11.1.24

OPINIÃO: A quimera da descarbonização

Surpreendente? O consumo de combustíveis em Portugal não atingia valores tão altos desde 2010. Algo que se explica, naturalmente, pelo aumento do número de automóveis a circular nas estradas nacionais. Em contramão, diga-se, com as metas a que o Estado se comprometeu, no âmbito do Acordo de Paris, tendo em vista a descarbonização da economia: atingir a neutralidade carbónica até 2050. Cumprir tal objetivo exige uma redução de emissões superior a 85 por cento, em relação às emissões de 2005.
Uma aparente quimera, se tivermos em conta os hábitos dos portugueses: resistem a deixar o veículo na garagem e aderir ao transporte público. Uma opção compreensível, olhando para o sacrifício que muitos fazem todos os dias em composições de metro e autocarros apinhados. Esses, enfim, têm acesso mais ou menos fácil aos transportes públicos. Há os outros portugueses, residentes fora das áreas metropolitanas - e aí deparamo-nos com a completa ausência de uma oferta de transporte capaz de servir as necessidades das pessoas.
É tempo de quem nos governa perceber: a solução para os portugueses deixarem os carros em casa não é aumentar o imposto sobre os combustíveis ou o IUC. Eles sempre vão encontrar maneira de tentar fazer face às despesas. Antes da via fiscal, é preciso criar condições para que as pessoas possam prescindir do transporte individual. Eu não vou deixar o carro em casa para levar, de autocarro, os meus filhos a escolas diferentes, e depois apanhar ainda o metro até ao local de trabalho, já exausta e desanimada a pensar que ao fim da tarde farei o percurso inverso.

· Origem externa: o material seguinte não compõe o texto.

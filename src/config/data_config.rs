//! 데이터 및 서버 설정 관리 모듈
//!
//! 실행 환경, 서버 바인딩, 데이터베이스, 패스워드 해싱, 요청 제한, CORS 설정을 관리합니다.
//! 모든 설정은 시작 시점에 한 번 읽혀 불변 값으로 전달됩니다.

use crate::errors::AppError;

/// 환경 변수 조회 함수 타입
///
/// 운영에서는 `std::env::var`, 테스트에서는 `HashMap` 조회를 넘깁니다.
pub type EnvLookup<'a> = &'a dyn Fn(&str) -> Option<String>;

/// 값이 비어 있지 않은 환경 변수만 반환합니다.
pub(crate) fn non_empty(lookup: EnvLookup<'_>, key: &str) -> Option<String> {
    lookup(key)
        .map(|v| v.trim().to_string())
        .filter(|v| !v.is_empty())
}

/// 숫자형 환경 변수를 파싱합니다. 값이 없으면 `default`, 형식이 틀리면 `ConfigError`.
pub(crate) fn parse_or<T>(lookup: EnvLookup<'_>, key: &str, default: T) -> Result<T, AppError>
where
    T: std::str::FromStr,
    T::Err: std::fmt::Display,
{
    match non_empty(lookup, key) {
        Some(raw) => raw
            .parse::<T>()
            .map_err(|e| AppError::ConfigError(format!("{} 값이 올바르지 않습니다 ({}): {}", key, raw, e))),
        None => Ok(default),
    }
}

/// 애플리케이션 실행 환경
#[derive(Debug, Clone, Copy, PartialEq, Eq)]
pub enum Environment {
    /// 개발 환경 - 빠른 개발을 위한 설정
    Development,
    /// 테스트 환경 - 자동화된 테스트용 설정
    Test,
    /// 스테이징 환경 - 프로덕션 유사 환경
    Staging,
    /// 프로덕션 환경 - 최고 수준의 보안 및 성능
    Production,
}

impl Environment {
    /// 실행 환경을 감지합니다.
    ///
    /// `ENVIRONMENT` 환경 변수를 확인하며,
    /// 설정되지 않은 경우 `Production`을 기본값으로 사용합니다.
    pub fn from_lookup(lookup: EnvLookup<'_>) -> Self {
        non_empty(lookup, "ENVIRONMENT")
            .map(|value| Self::from_name(&value))
            .unwrap_or(Environment::Production)
    }

    /// 문자열에서 Environment를 생성합니다.
    ///
    /// # Arguments
    ///
    /// * `s` - 환경 이름 문자열 (대소문자 무관)
    ///
    /// # Returns
    ///
    /// 해당하는 Environment 값. 알 수 없는 값인 경우 `Production`을 반환합니다.
    pub fn from_name(s: &str) -> Self {
        match s.to_lowercase().as_str() {
            "development" | "dev" => Environment::Development,
            "test" | "testing" => Environment::Test,
            "staging" | "stage" => Environment::Staging,
            _ => Environment::Production,
        }
    }

    pub fn is_production(self) -> bool {
        self == Environment::Production
    }
}

/// 패스워드 해싱 설정
#[derive(Debug, Clone, Copy, PartialEq, Eq)]
pub struct PasswordConfig {
    /// bcrypt cost (4-31)
    pub bcrypt_cost: u32,
}

impl PasswordConfig {
    /// bcrypt가 허용하는 cost 범위
    pub const COST_RANGE: std::ops::RangeInclusive<u32> = 4..=31;

    /// `BCRYPT_COST`를 읽습니다. 없으면 환경별 기본값을 사용합니다.
    ///
    /// # Errors
    ///
    /// 숫자가 아니거나 4-31 범위를 벗어나면 `ConfigError`
    pub fn from_lookup(lookup: EnvLookup<'_>, env: Environment) -> Result<Self, AppError> {
        let bcrypt_cost = parse_or(lookup, "BCRYPT_COST", Self::bcrypt_cost_for_env(env))?;

        if !Self::COST_RANGE.contains(&bcrypt_cost) {
            return Err(AppError::ConfigError(format!(
                "BCRYPT_COST는 4-31 사이여야 합니다: {}",
                bcrypt_cost
            )));
        }

        Ok(Self { bcrypt_cost })
    }

    /// 특정 환경에 대한 bcrypt cost를 반환합니다.
    ///
    /// - Development/Test: 4 (빠른 처리)
    /// - Staging: 10
    /// - Production: `bcrypt::DEFAULT_COST`
    pub fn bcrypt_cost_for_env(env: Environment) -> u32 {
        match env {
            Environment::Development | Environment::Test => 4,
            Environment::Staging => 10,
            Environment::Production => bcrypt::DEFAULT_COST,
        }
    }
}

impl Default for PasswordConfig {
    fn default() -> Self {
        Self { bcrypt_cost: bcrypt::DEFAULT_COST }
    }
}

/// 서버 바인딩 설정
#[derive(Debug, Clone, PartialEq, Eq)]
pub struct ServerConfig {
    /// 기본값: "0.0.0.0"
    pub host: String,
    /// 기본값: 8080
    pub port: u16,
}

impl ServerConfig {
    pub fn from_lookup(lookup: EnvLookup<'_>) -> Result<Self, AppError> {
        Ok(Self {
            host: non_empty(lookup, "HOST").unwrap_or_else(|| "0.0.0.0".to_string()),
            port: parse_or(lookup, "PORT", 8080)?,
        })
    }

    pub fn bind_address(&self) -> String {
        format!("{}:{}", self.host, self.port)
    }
}

/// MongoDB 연결 설정
#[derive(Debug, Clone, PartialEq, Eq)]
pub struct DatabaseConfig {
    pub uri: String,
    pub database_name: String,
}

impl DatabaseConfig {
    pub fn from_lookup(lookup: EnvLookup<'_>) -> Self {
        Self {
            uri: non_empty(lookup, "MONGODB_URI")
                .unwrap_or_else(|| "mongodb://localhost:27017".to_string()),
            database_name: non_empty(lookup, "DATABASE_NAME")
                .unwrap_or_else(|| "admin_auth".to_string()),
        }
    }
}

/// 요청 제한(rate limit) 설정
#[derive(Debug, Clone, Copy, PartialEq, Eq)]
pub struct RateLimitConfig {
    pub per_second: u64,
    pub burst_size: u32,
}

impl RateLimitConfig {
    pub fn from_lookup(lookup: EnvLookup<'_>) -> Result<Self, AppError> {
        let config = Self {
            per_second: parse_or(lookup, "RATE_LIMIT_PER_SECOND", 10)?,
            burst_size: parse_or(lookup, "RATE_LIMIT_BURST_SIZE", 20)?,
        };

        if config.per_second == 0 || config.burst_size == 0 {
            return Err(AppError::ConfigError(
                "RATE_LIMIT_PER_SECOND와 RATE_LIMIT_BURST_SIZE는 0보다 커야 합니다".to_string(),
            ));
        }

        Ok(config)
    }
}

/// CORS 허용 Origin 설정
///
/// `CORS_ALLOWED_ORIGINS`는 쉼표로 구분합니다. `*`이면 모든 Origin을 허용합니다.
#[derive(Debug, Clone, PartialEq, Eq)]
pub struct CorsConfig {
    pub allowed_origins: Vec<String>,
}

impl CorsConfig {
    const DEFAULT_ORIGINS: [&'static str; 2] = ["http://localhost:3000", "http://127.0.0.1:3000"];

    pub fn from_lookup(lookup: EnvLookup<'_>) -> Self {
        let allowed_origins = match non_empty(lookup, "CORS_ALLOWED_ORIGINS") {
            Some(raw) => raw
                .split(',')
                .map(str::trim)
                .filter(|origin| !origin.is_empty())
                .map(str::to_string)
                .collect(),
            None => Self::DEFAULT_ORIGINS.iter().map(|o| o.to_string()).collect(),
        };

        Self { allowed_origins }
    }

    pub fn allows_any_origin(&self) -> bool {
        self.allowed_origins.iter().any(|o| o == "*")
    }
}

Antes da fiscalidade, mais fácil e de resultados imediatos, não para a descarbonização mas para os cofres do Estado, é urgente olhar a forma como são projetadas as cidades, fazendo delas verdadeiros centros urbanos, onde o comércio, o emprego e os principais serviços sejam de fácil acesso. Se eu puder fazer tudo a pé, o meu automóvel ficará seguramente na garagem. Em Portugal, algum dia o conseguiremos?